Proper way to store CC

Studio64 · #1 09-05-2002, 12:31 AM

I'm designing a web based order form for a company.

They don't want to take CC's directly online. They want to have the CC's stored in the DB and verify the orders then proccess them through their CC machine in store.

What would be the proper way to store them online?

What's a good cyrpto function to use that would be acceptable for this application?

cperciva · #2 09-05-2002, 12:48 AM

RSA, 1024 bits, sent to them via email and stored on the machine (in case the email gets lost).

If you're lazy, use GPG; otherwise, write your own implementation.

Ahmad · #3 09-06-2002, 01:11 PM

There is also an EXPERIMENTAL OpenSSL module for PHP:
http://www.php.net/manual/en/ref.openssl.php

JustinH · #4 09-06-2002, 06:09 PM

I would store it in the DB using the method mentioned above (RSA) as long as it is NOT on a multi-user machine (e.g. better be dedicated). I would then email the store owner when they get an order and have a secure backend to login to and view credit cards that need to be processed.

I would avoid sending ANY private information via email.

getweb · #5 09-07-2002, 02:52 PM

Yup, agree with comphosting. When I build ecommerce sites for customers I do the same thing, just send a notification that "you have an order", and then have them securely log in through an SSL page that actually shows the credit card data. One thing I wanted to add though, I have an extra button that, once they've processed the order, overwrites the credit card information with zeros... no sense storing it. Don't forget - if the server can display the number, then the key is somewhere on the server; someone who hacks root or at least ability to read scripts can gain access to the encrypted data, and the key to unencrypt it.

I wish there was an easy solution for recurring transactions, short of putting them on a floppy on a workstation and keeping the floppy in a safe.

cperciva · #6 09-07-2002, 02:59 PM

Quote:

Originally posted by getweb
Don't forget - if the server can display the number, then the key is somewhere on the server; someone who hacks root or at least ability to read scripts can gain access to the encrypted data, and the key to unencrypt it.

That's why the server should RSA encrypt the sensitive data with a key which is only held by you. With RSA, it is possible to encrypt data on the server but have the server unable to decrypt it; if you're going to be processing the credit card numbers offline, there is no reason for the server to be able to access those numbers.

ChickenSteak · #7 09-07-2002, 03:24 PM

Write, your own blowfish algorithm. That way it can be encrypted on the server side, but decrypted on the client side. This would be the best way to take on this situation in my opinion.

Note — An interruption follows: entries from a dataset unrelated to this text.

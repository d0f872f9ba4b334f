// ── subscribe_entities payload decoding ──
//
// The hub sends entity pushes in a compressed shape:
//
//   { "a": { id: { s, a, c, lc, lu } },          added / full records
//     "c": { id: { "+": {..}, "-": { a: [..] } } }, diffs
//     "r": [id, ..] }                              removals
//
// `lc` / `lu` are fractional unix seconds; `c` is a context id string
// or a full context object.

use std::collections::BTreeMap;

use chrono::{DateTime, Utc};
use serde::Deserialize;
use serde_json::{Map, Value};

use crate::error::Error;
use crate::models::{EntityDelivery, EntityDiff, EntityPatch, EntityState};

#[derive(Debug, Deserialize)]
struct CompressedEvent {
    #[serde(default)]
    a: BTreeMap<String, CompressedState>,
    #[serde(default)]
    c: BTreeMap<String, CompressedDiff>,
    #[serde(default)]
    r: Vec<String>,
}

#[derive(Debug, Deserialize)]
struct CompressedState {
    s: String,
    #[serde(default)]
    a: Map<String, Value>,
    #[serde(default)]
    c: Option<Value>,
    lc: f64,
    #[serde(default)]
    lu: Option<f64>,
}

#[derive(Debug, Deserialize)]
struct CompressedDiff {
    #[serde(rename = "+", default)]
    plus: Option<CompressedPartial>,
    #[serde(rename = "-", default)]
    minus: Option<CompressedRemovals>,
}

#[derive(Debug, Default, Deserialize)]
struct CompressedPartial {
    #[serde(default)]
    s: Option<String>,
    #[serde(default)]
    a: Option<Map<String, Value>>,
    #[serde(default)]
    c: Option<Value>,
    #[serde(default)]
    lc: Option<f64>,
    #[serde(default)]
    lu: Option<f64>,
}

#[derive(Debug, Default, Deserialize)]
struct CompressedRemovals {
    #[serde(default)]
    a: Vec<String>,
}

/// Decode one `subscribe_entities` event.
///
/// The first event of a subscription lists every entity and becomes a
/// [`EntityDelivery::Snapshot`]; later events become patches.
pub(crate) fn decode_event(event: Value, first: bool) -> Result<EntityDelivery, Error> {
    let raw = event.to_string();
    let event: CompressedEvent =
        serde_json::from_value(event).map_err(|e| Error::Deserialization {
            message: format!("subscribe_entities event: {e}"),
            body: raw,
        })?;

    let added = event
        .a
        .into_iter()
        .map(|(entity_id, state)| expand_state(entity_id, state))
        .collect::<Result<Vec<_>, _>>()?;

    if first {
        return Ok(EntityDelivery::Snapshot(added));
    }

    let changed = event
        .c
        .into_iter()
        .map(|(entity_id, diff)| expand_diff(entity_id, diff))
        .collect::<Result<Vec<_>, _>>()?;

    Ok(EntityDelivery::Patch(EntityPatch {
        added,
        changed,
        removed: event.r,
    }))
}

fn expand_state(entity_id: String, state: CompressedState) -> Result<EntityState, Error> {
    let last_changed = unix_to_utc(state.lc)?;
    let last_updated = match state.lu {
        Some(lu) => unix_to_utc(lu)?,
        None => last_changed,
    };
    Ok(EntityState {
        entity_id,
        state: state.s,
        attributes: state.a,
        last_changed,
        last_updated,
        context: state.c.map(expand_context),
    })
}

fn expand_diff(entity_id: String, diff: CompressedDiff) -> Result<EntityDiff, Error> {
    let plus = diff.plus.unwrap_or_default();
    let minus = diff.minus.unwrap_or_default();
    Ok(EntityDiff {
        entity_id,
        state: plus.s,
        attributes_set: plus.a.unwrap_or_default(),
        attributes_removed: minus.a,
        last_changed: plus.lc.map(unix_to_utc).transpose()?,
        last_updated: plus.lu.map(unix_to_utc).transpose()?,
        context: plus.c.map(expand_context),
    })
}

/// A bare context id is shorthand for `{ "id": .. }`.
fn expand_context(raw: Value) -> Value {
    match raw {
        Value::String(id) => {
            let mut ctx = Map::new();
            ctx.insert("id".into(), Value::String(id));
            Value::Object(ctx)
        }
        other => other,
    }
}

#[allow(clippy::cast_possible_truncation, clippy::as_conversions)]
fn unix_to_utc(secs: f64) -> Result<DateTime<Utc>, Error> {
    DateTime::from_timestamp_micros((secs * 1_000_000.0).round() as i64)
        .ok_or_else(|| Error::Protocol(format!("timestamp out of range: {secs}")))
}

#[cfg(test)]
#[allow(clippy::unwrap_used)]
mod tests {
    use serde_json::json;

    use super::*;

    #[test]
    fn first_event_is_a_snapshot() {
        let event = json!({
            "a": {
                "light.a": { "s": "on", "a": { "brightness": 255 }, "c": "ctx1", "lc": 1_767_225_600.5 },
                "switch.x": { "s": "off", "a": {}, "c": "ctx2", "lc": 1_767_225_600.0, "lu": 1_767_225_700.0 }
            }
        });

        let EntityDelivery::Snapshot(states) = decode_event(event, true).unwrap() else {
            panic!("expected snapshot");
        };
        assert_eq!(states.len(), 2);
        let light = states.iter().find(|s| s.entity_id == "light.a").unwrap();
        assert_eq!(light.state, "on");
        assert_eq!(light.attributes["brightness"], 255);
        assert_eq!(light.context, Some(json!({ "id": "ctx1" })));
        assert_eq!(light.last_changed.timestamp_subsec_millis(), 500);
        assert_eq!(light.last_changed, light.last_updated);

        let switch = states.iter().find(|s| s.entity_id == "switch.x").unwrap();
        assert_eq!(
            (switch.last_updated - switch.last_changed).num_seconds(),
            100
        );
    }

    #[test]
    fn later_events_are_patches() {
        let event = json!({
            "c": {
                "light.a": {
                    "+": { "s": "off", "a": { "brightness": 0 }, "lc": 1_767_225_800.0 },
                    "-": { "a": ["color_mode"] }
                }
            },
            "r": ["switch.x"]
        });

        let EntityDelivery::Patch(patch) = decode_event(event, false).unwrap() else {
            panic!("expected patch");
        };
        assert!(patch.added.is_empty());
        assert_eq!(patch.removed, vec!["switch.x".to_string()]);
        let diff = &patch.changed[0];
        assert_eq!(diff.entity_id, "light.a");
        assert_eq!(diff.state.as_deref(), Some("off"));
        assert_eq!(diff.attributes_set["brightness"], 0);
        assert_eq!(diff.attributes_removed, vec!["color_mode".to_string()]);
        assert!(diff.last_changed.is_some());
        assert!(diff.last_updated.is_none());
    }

    #[test]
    fn bare_context_id_in_diff_keeps_other_context_fields() {
        let base = expand_state(
            "light.a".into(),
            serde_json::from_value(json!({
                "s": "on",
                "c": { "id": "ctx1", "user_id": "u1" },
                "lc": 1_767_225_600.0
            }))
            .unwrap(),
        )
        .unwrap();
        let event = json!({ "c": { "light.a": { "+": { "s": "off", "c": "ctx2" } } } });

        let EntityDelivery::Patch(patch) = decode_event(event, false).unwrap() else {
            panic!("expected patch");
        };
        let next = patch.changed[0].apply_to(&base);
        assert_eq!(next.context, Some(json!({ "id": "ctx2", "user_id": "u1" })));
    }

    #[test]
    fn malformed_event_is_a_deserialization_error() {
        let err = decode_event(json!({ "a": { "light.a": { "s": 1 } } }), true).unwrap_err();
        assert!(matches!(err, Error::Deserialization { .. }));
    }
}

cperciva · #8 09-07-2002, 03:31 PM

Quote:

Originally posted by ChickenSteak
Write, your own blowfish algorithm. That way it can be encrypted on the server side, but decrypted on the client side. This would be the best way to take on this situation in my opinion.

Blowfish is symmetric. If you can encrypt it on the server, you can decrypt it on the server.

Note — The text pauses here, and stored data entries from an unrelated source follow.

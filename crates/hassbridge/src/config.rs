//! Profile selection and CLI flag overrides on top of `hassbridge-config`.

use clap::ValueEnum;
use secrecy::SecretString;

pub use hassbridge_config::{Config, Profile, config_path, load_config, save_config};
use hassbridge_core::BridgeConfig;

use crate::cli::{GlobalOpts, OutputFormat};
use crate::error::CliError;

/// Profile name in effect: `--profile`, then `default_profile`, then "default".
pub fn active_profile_name(global: &GlobalOpts, cfg: &Config) -> String {
    global
        .profile
        .clone()
        .or_else(|| cfg.default_profile.clone())
        .unwrap_or_else(|| "default".into())
}

/// `--output`, then the config's `defaults.output`, then table.
pub fn output_format(global: &GlobalOpts, cfg: &Config) -> OutputFormat {
    global.output.unwrap_or_else(|| {
        OutputFormat::from_str(&cfg.defaults.output, true).unwrap_or(OutputFormat::Table)
    })
}

/// Build a `BridgeConfig` from the active profile with flag overrides.
///
/// With no matching profile, `--url` alone (or `HASS_URL`) is enough as
/// long as a token can be found.
pub fn resolve_bridge_config(global: &GlobalOpts, cfg: &Config) -> Result<BridgeConfig, CliError> {
    let name = active_profile_name(global, cfg);

    let mut profile = match cfg.profiles.get(&name) {
        Some(profile) => profile.clone(),
        None if global.profile.is_some() => {
            let mut available: Vec<_> = cfg.profiles.keys().cloned().collect();
            available.sort();
            return Err(CliError::ProfileNotFound {
                name,
                available: if available.is_empty() {
                    "(none)".into()
                } else {
                    available.join(", ")
                },
            });
        }
        None => Profile::default(),
    };

    if let Some(ref url) = global.url {
        profile.url.clone_from(url);
    }
    if profile.url.trim().is_empty() {
        return Err(CliError::NoConfig {
            path: config_path().display().to_string(),
        });
    }
    if global.insecure {
        profile.insecure = Some(true);
    }
    if let Some(timeout) = global.timeout {
        profile.timeout = Some(timeout);
    }

    let token = match global.token.as_deref().map(str::trim) {
        Some(token) if !token.is_empty() => SecretString::from(token.to_string()),
        _ => hassbridge_config::resolve_token(&profile, &name)?,
    };

    Ok(hassbridge_config::build_bridge_config(
        &profile,
        &cfg.defaults,
        token,
    )?)
}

You want something asymmetric, like RSA or el gamal.

ChickenSteak · #9 09-07-2002, 03:33 PM

Quote:

Originally posted by cperciva

Blowfish is symmetric. If you can encrypt it on the server, you can decrypt it on the server.

You want something asymmetric, like RSA or el gamal.

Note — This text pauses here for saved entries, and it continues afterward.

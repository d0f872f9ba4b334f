//! Light command handlers.

use hassbridge_core::{AreaLightsOutcome, HubClient, HubGateway};

use crate::cli::{LightsArgs, LightsCommand};
use crate::error::CliError;
use crate::output::{self, Printer};

use super::registry;

fn render_outcome(out: Printer, area_id: &str, outcome: &AreaLightsOutcome) {
    out.print(&output::render_single(
        out.format,
        outcome,
        |o| format!("{} light(s) switched in area '{area_id}'", o.changed),
        |o| o.changed.to_string(),
    ));
}

pub async fn handle<G: HubGateway>(
    client: &HubClient<G>,
    args: LightsArgs,
    out: Printer,
) -> Result<(), CliError> {
    match args.command {
        LightsCommand::On { entity_id } => {
            client.turn_on_light(&entity_id).await?;
            out.status(&format!("Turned on {entity_id}"));
            Ok(())
        }

        LightsCommand::Off { entity_id } => {
            client.turn_off_light(&entity_id).await?;
            out.status(&format!("Turned off {entity_id}"));
            Ok(())
        }

        LightsCommand::AreaOn {
            area_id,
            brightness,
            transition,
            dry_run,
        } => {
            if dry_run {
                return preview(client, &area_id, out).await;
            }
            let outcome = client
                .turn_on_area_lights(&area_id, brightness, transition)
                .await?;
            render_outcome(out, &area_id, &outcome);
            Ok(())
        }

        LightsCommand::AreaOff {
            area_id,
            transition,
            dry_run,
        } => {
            if dry_run {
                return preview(client, &area_id, out).await;
            }
            let outcome = client.turn_off_area_lights(&area_id, transition).await?;
            render_outcome(out, &area_id, &outcome);
            Ok(())
        }
    }
}

async fn preview<G: HubGateway>(
    client: &HubClient<G>,
    area_id: &str,
    out: Printer,
) -> Result<(), CliError> {
    let targets = registry::area_lights(client, area_id).await?;
    if targets.is_empty() {
        out.status(&format!("No lights assigned to area '{area_id}'"));
        return Ok(());
    }
    out.print(&output::render_single(
        out.format,
        &targets,
        |t| t.join("\n"),
        |t| t.join("\n"),
    ));
    Ok(())
}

Yes if they have the key, yet only the people authroized will have the key, and in this sence the "key" is the decryption. Also note how I said client/server I didn't say SERVER/SERVER

. Which in this case what he could do is write a c++ script for client side which requires a password to login, and is on client side, and a server side where it just stores the cc#'s. Then the client side goes in & dl's server side to the client side(here is where rsa comes in during the download), and decrypts the c++ program decrypts on the client side.

dreamrae.com · #10 09-08-2002, 02:29 AM

ahhh, storing cc#'s in databases on WEBSERVERS is a bad idea....but if your gonna do it use blowfish

seg fault · #11 09-08-2002, 08:57 AM

plaintext and leave it on your webserver with the name order.log

Ahmad · #12 09-08-2002, 11:39 AM

Hi cperciva,

I feel for you man

Ahmad · #13 09-08-2002, 11:43 AM

Let me give you all some friendly advise:

If you don't understand anything about security, then ..
Do NOT use Blowfish

* If you DO understand anything about security then you don't need anybody to tell you not to use blowfish.